On the heels of the big NYT piece, Alabama Securities Commission Director Joseph Borg tells the AP that his agency’s portion of an investigation into the circumstances surrounding Harper Lee‘s book deal has already been completed. Borg said, “We closed the file. Let’s just say that she was able to answer questions we asked to our satisfaction from our point of view.” He told the WSJ, “The first part of determining financial fraud, is ‘Do they understand what’s going on?'” Borg said. “Obviously, since I closed the file, it’s fair to say she understood.”
The agency conducted their review at the request of the Department of Human Resources. A spokesperson there declined to comment. But the Times, following up on their overreported scoop with a short piece, says “investigators conducting the larger inquiry for the Alabama Department of Human Resources continued their work this week.”
Kelley Ragland has been promoted to associate publisher at Minotaur in addition to her current responsibilities as editorial director of the imprint. Andrew Martin, vp, publisher of Minotaur, said in the announcement: “Over the past 22 years Kelley has become one of St. Martin’s most dedicated practitioners and advocates of the mystery and crime fiction trade, creating an impressive standing and profile within and without these Flatiron walls.”
At Dutton, Stephanie Kelly has been promoted to associate editor.
At Kids Can Press, Yasemin Uçar and Stacey Roderick have both been promoted to senior editor.
Robin Barnett has rejoined Zondervan, as director of public relations for the nonfiction trade team, reporting to vp of marketing, Tom Dean. Barnett has been senior publicist at Baker Publishing.
In the UK, Transworld senior editorial director Linda Evans is retiring after 23 years with the company.
The American Academy of Arts and Letters announced their literature prizes, totaling $250,000, going to 18 writers. Arts and Letters Awards in Literature will go to Annie Baker, Ann Goldstein, Glenn Greenwald, Lin-Manuel Miranda, Ibrahim Muhawi, Vijay Seshadri, Jeffrey Skinner and Naomi Wallace.

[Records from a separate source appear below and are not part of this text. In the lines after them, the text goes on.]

//! HTTP request handlers
//!
//! Thin adapters between the router and the store: extract, validate,
//! delegate, serialize. Creation endpoints answer 201, deletions 204.

use axum::extract::{FromRequest, Path, Query, State};
use axum::http::StatusCode;
use axum::response::{IntoResponse, Response};
use axum::Json;
use serde::Deserialize;
use tracing::info;

use crate::error::ApiError;
use crate::journal::{self, DEFAULT_LESSONS_COUNT};
use crate::models::{
    NewCategory, NewGoal, NewHomework, NewHomeworkResult, NewLesson, NewLessonType, NewStudent,
    NewTeacher, NewTopic,
};
use crate::server::ServerState;

/// JSON extractor whose rejection maps into the API error taxonomy
/// (malformed bodies are a plain 400, not a framework-specific status)
#[derive(FromRequest)]
#[from_request(via(Json), rejection(ApiError))]
pub struct AppJson<T>(pub T);

// ---------------------------------------------------------------------------
// Teachers
// ---------------------------------------------------------------------------

pub async fn list_teachers(State(state): State<ServerState>) -> Result<Response, ApiError> {
    Ok(Json(state.store.list_teachers().await?).into_response())
}

pub async fn create_teacher(
    State(state): State<ServerState>,
    AppJson(payload): AppJson<NewTeacher>,
) -> Result<Response, ApiError> {
    info!("creating teacher: {}", payload.full_name);
    let created = state.store.create_teacher(&payload).await?;
    Ok((StatusCode::CREATED, Json(created)).into_response())
}

pub async fn get_teacher(
    State(state): State<ServerState>,
    Path(id): Path<i64>,
) -> Result<Response, ApiError> {
    Ok(Json(state.store.get_teacher(id).await?).into_response())
}

pub async fn update_teacher(
    State(state): State<ServerState>,
    Path(id): Path<i64>,
    AppJson(payload): AppJson<NewTeacher>,
) -> Result<Response, ApiError> {
    info!("updating teacher {}", id);
    Ok(Json(state.store.update_teacher(id, &payload).await?).into_response())
}

pub async fn delete_teacher(
    State(state): State<ServerState>,
    Path(id): Path<i64>,
) -> Result<Response, ApiError> {
    state.store.delete_teacher(id).await?;
    Ok(StatusCode::NO_CONTENT.into_response())
}

// ---------------------------------------------------------------------------
// Learning categories
// ---------------------------------------------------------------------------

#[derive(Debug, Deserialize)]
pub struct CategoryQuery {
    pub slug: Option<String>,
}

/// List categories; with `?slug=` present this is a lookup returning a
/// single object (404 when no match)
pub async fn list_categories(
    State(state): State<ServerState>,
    Query(query): Query<CategoryQuery>,
) -> Result<Response, ApiError> {
    match query.slug {
        Some(slug) => Ok(Json(state.store.get_category_by_slug(&slug).await?).into_response()),
        None => Ok(Json(state.store.list_categories().await?).into_response()),
    }
}

pub async fn create_category(
    State(state): State<ServerState>,
    AppJson(payload): AppJson<NewCategory>,
) -> Result<Response, ApiError> {
    info!("creating learning category: {}", payload.name);
    let created = state.store.create_category(&payload).await?;
    Ok((StatusCode::CREATED, Json(created)).into_response())
}

pub async fn get_category(
    State(state): State<ServerState>,
    Path(id): Path<i64>,
) -> Result<Response, ApiError> {
    Ok(Json(state.store.get_category(id).await?).into_response())
}

pub async fn update_category(
    State(state): State<ServerState>,
    Path(id): Path<i64>,
    AppJson(payload): AppJson<NewCategory>,
) -> Result<Response, ApiError> {
    Ok(Json(state.store.update_category(id, &payload).await?).into_response())
}

pub async fn delete_category(
    State(state): State<ServerState>,
    Path(id): Path<i64>,
) -> Result<Response, ApiError> {
    state.store.delete_category(id).await?;
    Ok(StatusCode::NO_CONTENT.into_response())
}

// ---------------------------------------------------------------------------
// Learning goals
// ---------------------------------------------------------------------------

#[derive(Debug, Deserialize)]
pub struct GoalQuery {
    pub category: Option<i64>,
}

pub async fn list_goals(
    State(state): State<ServerState>,
    Query(query): Query<GoalQuery>,
) -> Result<Response, ApiError> {
    Ok(Json(state.store.list_goals(query.category).await?).into_response())
}

pub async fn create_goal(
    State(state): State<ServerState>,
    AppJson(payload): AppJson<NewGoal>,
) -> Result<Response, ApiError> {
    let created = state.store.create_goal(&payload).await?;
    Ok((StatusCode::CREATED, Json(created)).into_response())
}

pub async fn get_goal(
    State(state): State<ServerState>,
    Path(id): Path<i64>,
) -> Result<Response, ApiError> {
    Ok(Json(state.store.get_goal(id).await?).into_response())
}

pub async fn update_goal(
    State(state): State<ServerState>,
    Path(id): Path<i64>,
    AppJson(payload): AppJson<NewGoal>,
) -> Result<Response, ApiError> {
    Ok(Json(state.store.update_goal(id, &payload).await?).into_response())
}

pub async fn delete_goal(
    State(state): State<ServerState>,
    Path(id): Path<i64>,
) -> Result<Response, ApiError> {
    state.store.delete_goal(id).await?;
    Ok(StatusCode::NO_CONTENT.into_response())
}

// ---------------------------------------------------------------------------
// Students
// ---------------------------------------------------------------------------

#[derive(Debug, Deserialize)]
pub struct StudentQuery {
    pub learning_category: Option<i64>,
}

pub async fn list_students(
    State(state): State<ServerState>,
    Query(query): Query<StudentQuery>,
) -> Result<Response, ApiError> {
    Ok(Json(state.store.list_students(query.learning_category).await?).into_response())
}

pub async fn create_student(
    State(state): State<ServerState>,
    AppJson(payload): AppJson<NewStudent>,
) -> Result<Response, ApiError> {
    info!("creating student: {}", payload.full_name);
    let created = state.store.create_student(&payload).await?;
    Ok((StatusCode::CREATED, Json(created)).into_response())
}

pub async fn get_student(
    State(state): State<ServerState>,
    Path(id): Path<i64>,
) -> Result<Response, ApiError> {
    Ok(Json(state.store.get_student(id).await?).into_response())
}

pub async fn update_student(
    State(state): State<ServerState>,
    Path(id): Path<i64>,
    AppJson(payload): AppJson<NewStudent>,
) -> Result<Response, ApiError> {
    info!("updating student {}", id);
    Ok(Json(state.store.update_student(id, &payload).await?).into_response())
}

pub async fn delete_student(
    State(state): State<ServerState>,
    Path(id): Path<i64>,
) -> Result<Response, ApiError> {
    state.store.delete_student(id).await?;
    Ok(StatusCode::NO_CONTENT.into_response())
}

// ---------------------------------------------------------------------------
// Lesson types
// ---------------------------------------------------------------------------

pub async fn list_lesson_types(State(state): State<ServerState>) -> Result<Response, ApiError> {
    Ok(Json(state.store.list_lesson_types().await?).into_response())
}

pub async fn create_lesson_type(
    State(state): State<ServerState>,
    AppJson(payload): AppJson<NewLessonType>,
) -> Result<Response, ApiError> {
    let created = state.store.create_lesson_type(&payload).await?;
    Ok((StatusCode::CREATED, Json(created)).into_response())
}

pub async fn get_lesson_type(
    State(state): State<ServerState>,
    Path(id): Path<i64>,
) -> Result<Response, ApiError> {
    Ok(Json(state.store.get_lesson_type(id).await?).into_response())
}

pub async fn update_lesson_type(
    State(state): State<ServerState>,
    Path(id): Path<i64>,
    AppJson(payload): AppJson<NewLessonType>,
) -> Result<Response, ApiError> {
    Ok(Json(state.store.update_lesson_type(id, &payload).await?).into_response())
}

pub async fn delete_lesson_type(
    State(state): State<ServerState>,
    Path(id): Path<i64>,
) -> Result<Response, ApiError> {
    state.store.delete_lesson_type(id).await?;
    Ok(StatusCode::NO_CONTENT.into_response())
}

// ---------------------------------------------------------------------------
// Topics
// ---------------------------------------------------------------------------

#[derive(Debug, Deserialize)]
pub struct TopicQuery {
    pub student: Option<i64>,
}

pub async fn list_topics(
    State(state): State<ServerState>,
    Query(query): Query<TopicQuery>,
) -> Result<Response, ApiError> {
    Ok(Json(state.store.list_topics(query.student).await?).into_response())
}

pub async fn create_topic(
    State(state): State<ServerState>,
    AppJson(payload): AppJson<NewTopic>,
) -> Result<Response, ApiError> {
    let created = state.store.create_topic(&payload).await?;
    Ok((StatusCode::CREATED, Json(created)).into_response())
}

pub async fn get_topic(
    State(state): State<ServerState>,
    Path(id): Path<i64>,
) -> Result<Response, ApiError> {
    Ok(Json(state.store.get_topic(id).await?).into_response())
}

pub async fn update_topic(
    State(state): State<ServerState>,
    Path(id): Path<i64>,
    AppJson(payload): AppJson<NewTopic>,
) -> Result<Response, ApiError> {
    Ok(Json(state.store.update_topic(id, &payload).await?).into_response())
}

pub async fn delete_topic(
    State(state): State<ServerState>,
    Path(id): Path<i64>,
) -> Result<Response, ApiError> {
    state.store.delete_topic(id).await?;
    Ok(StatusCode::NO_CONTENT.into_response())
}

// ---------------------------------------------------------------------------
// Lessons
// ---------------------------------------------------------------------------

#[derive(Debug, Deserialize)]
pub struct LessonQuery {
    pub student: Option<i64>,
}

pub async fn list_lessons(
    State(state): State<ServerState>,
    Query(query): Query<LessonQuery>,
) -> Result<Response, ApiError> {
    info!("listing lessons (student filter: {:?})", query.student);
    Ok(Json(state.store.list_lessons(query.student).await?).into_response())
}

pub async fn create_lesson(
    State(state): State<ServerState>,
    AppJson(payload): AppJson<NewLesson>,
) -> Result<Response, ApiError> {
    let created = state.store.create_lesson(&payload).await?;
    Ok((StatusCode::CREATED, Json(created)).into_response())
}

pub async fn get_lesson(
    State(state): State<ServerState>,
    Path(id): Path<i64>,
) -> Result<Response, ApiError> {
    Ok(Json(state.store.get_lesson(id).await?).into_response())
}

pub async fn update_lesson(
    State(state): State<ServerState>,
    Path(id): Path<i64>,
    AppJson(payload): AppJson<NewLesson>,
) -> Result<Response, ApiError> {
    Ok(Json(state.store.update_lesson(id, &payload).await?).into_response())
}

pub async fn delete_lesson(
    State(state): State<ServerState>,
    Path(id): Path<i64>,
) -> Result<Response, ApiError> {
    state.store.delete_lesson(id).await?;
    Ok(StatusCode::NO_CONTENT.into_response())
}

// ---------------------------------------------------------------------------
// Homework
// ---------------------------------------------------------------------------

#[derive(Debug, Deserialize)]
pub struct HomeworkQuery {
    pub lesson: Option<i64>,
    pub student: Option<i64>,
}

pub async fn list_homeworks(
    State(state): State<ServerState>,
    Query(query): Query<HomeworkQuery>,
) -> Result<Response, ApiError> {
    Ok(Json(
        state
            .store
            .list_homeworks(query.lesson, query.student)
            .await?,
    )
    .into_response())
}

/// Create a homework; embedded `results` entries are persisted as child
/// rows after the homework itself
pub async fn create_homework(
    State(state): State<ServerState>,
    AppJson(payload): AppJson<NewHomework>,
) -> Result<Response, ApiError> {
    let created = state.store.create_homework(&payload).await?;
    Ok((StatusCode::CREATED, Json(created)).into_response())
}

pub async fn get_homework(
    State(state): State<ServerState>,
    Path(id): Path<i64>,
) -> Result<Response, ApiError> {
    Ok(Json(state.store.get_homework(id).await?).into_response())
}

pub async fn update_homework(
    State(state): State<ServerState>,
    Path(id): Path<i64>,
    AppJson(payload): AppJson<NewHomework>,
) -> Result<Response, ApiError> {
    Ok(Json(state.store.update_homework(id, &payload).await?).into_response())
}

pub async fn delete_homework(
    State(state): State<ServerState>,
    Path(id): Path<i64>,
) -> Result<Response, ApiError> {
    state.store.delete_homework(id).await?;
    Ok(StatusCode::NO_CONTENT.into_response())
}

pub async fn homework_results(
    State(state): State<ServerState>,
    Path(id): Path<i64>,
) -> Result<Response, ApiError> {
    Ok(Json(state.store.results_for_homework(id).await?).into_response())
}

// ---------------------------------------------------------------------------
// Homework results
// ---------------------------------------------------------------------------

#[derive(Debug, Deserialize)]
pub struct ResultQuery {
    pub lesson: Option<i64>,
}

pub async fn list_results(
    State(state): State<ServerState>,
    Query(query): Query<ResultQuery>,
) -> Result<Response, ApiError> {
    Ok(Json(state.store.list_results(query.lesson).await?).into_response())
}

pub async fn create_result(
    State(state): State<ServerState>,
    AppJson(payload): AppJson<NewHomeworkResult>,
) -> Result<Response, ApiError> {
    let created = state.store.create_result(&payload).await?;
    Ok((StatusCode::CREATED, Json(created)).into_response())
}

pub async fn get_result(
    State(state): State<ServerState>,
    Path(id): Path<i64>,
) -> Result<Response, ApiError> {
    Ok(Json(state.store.get_result(id).await?).into_response())
}

pub async fn update_result(
    State(state): State<ServerState>,
    Path(id): Path<i64>,
    AppJson(payload): AppJson<NewHomeworkResult>,
) -> Result<Response, ApiError> {
    Ok(Json(state.store.update_result(id, &payload).await?).into_response())
}

pub async fn delete_result(
    State(state): State<ServerState>,
    Path(id): Path<i64>,
) -> Result<Response, ApiError> {
    state.store.delete_result(id).await?;
    Ok(StatusCode::NO_CONTENT.into_response())
}

// ---------------------------------------------------------------------------
// Journal
// ---------------------------------------------------------------------------

#[derive(Debug, Deserialize)]
pub struct JournalQuery {
    pub student: Option<i64>,
}

pub async fn list_journal(
    State(state): State<ServerState>,
    Query(query): Query<JournalQuery>,
) -> Result<Response, ApiError> {
    Ok(Json(state.store.list_journal(query.student).await?).into_response())
}

pub async fn get_journal_entry(
    State(state): State<ServerState>,
    Path(id): Path<i64>,
) -> Result<Response, ApiError> {
    Ok(Json(state.store.get_journal_entry(id).await?).into_response())
}

#[derive(Debug, Deserialize)]
pub struct GenerateRequest {
    pub student_id: i64,
    #[serde(default)]
    pub lessons_count: Option<u32>,
}

pub async fn generate_journal(
    State(state): State<ServerState>,
    AppJson(payload): AppJson<GenerateRequest>,
) -> Result<Response, ApiError> {
    let window = payload
        .lessons_count
        .map(|n| n as usize)
        .unwrap_or(DEFAULT_LESSONS_COUNT);
    let entry = journal::generate(&state.store, payload.student_id, window).await?;
    Ok((StatusCode::CREATED, Json(entry)).into_response())
}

Special awards are going to Adam Thirwell (young writer from the United Kingdom or Ireland); Michael Carroll for Little Reef and Other Stories (first fiction); Cormac McCarthy (outstanding novelist); Amy Rowland (young writer); Will Boast and Lysley Tenorio (residencies at the American Academy in Rome); Tiphanie Yanique for Land of Love and Drowning (young writer); Zachary Lazar (biennial mid-career prize); John Lahr (quality of prose style); and Christopher Paul Curtis (children’s literature).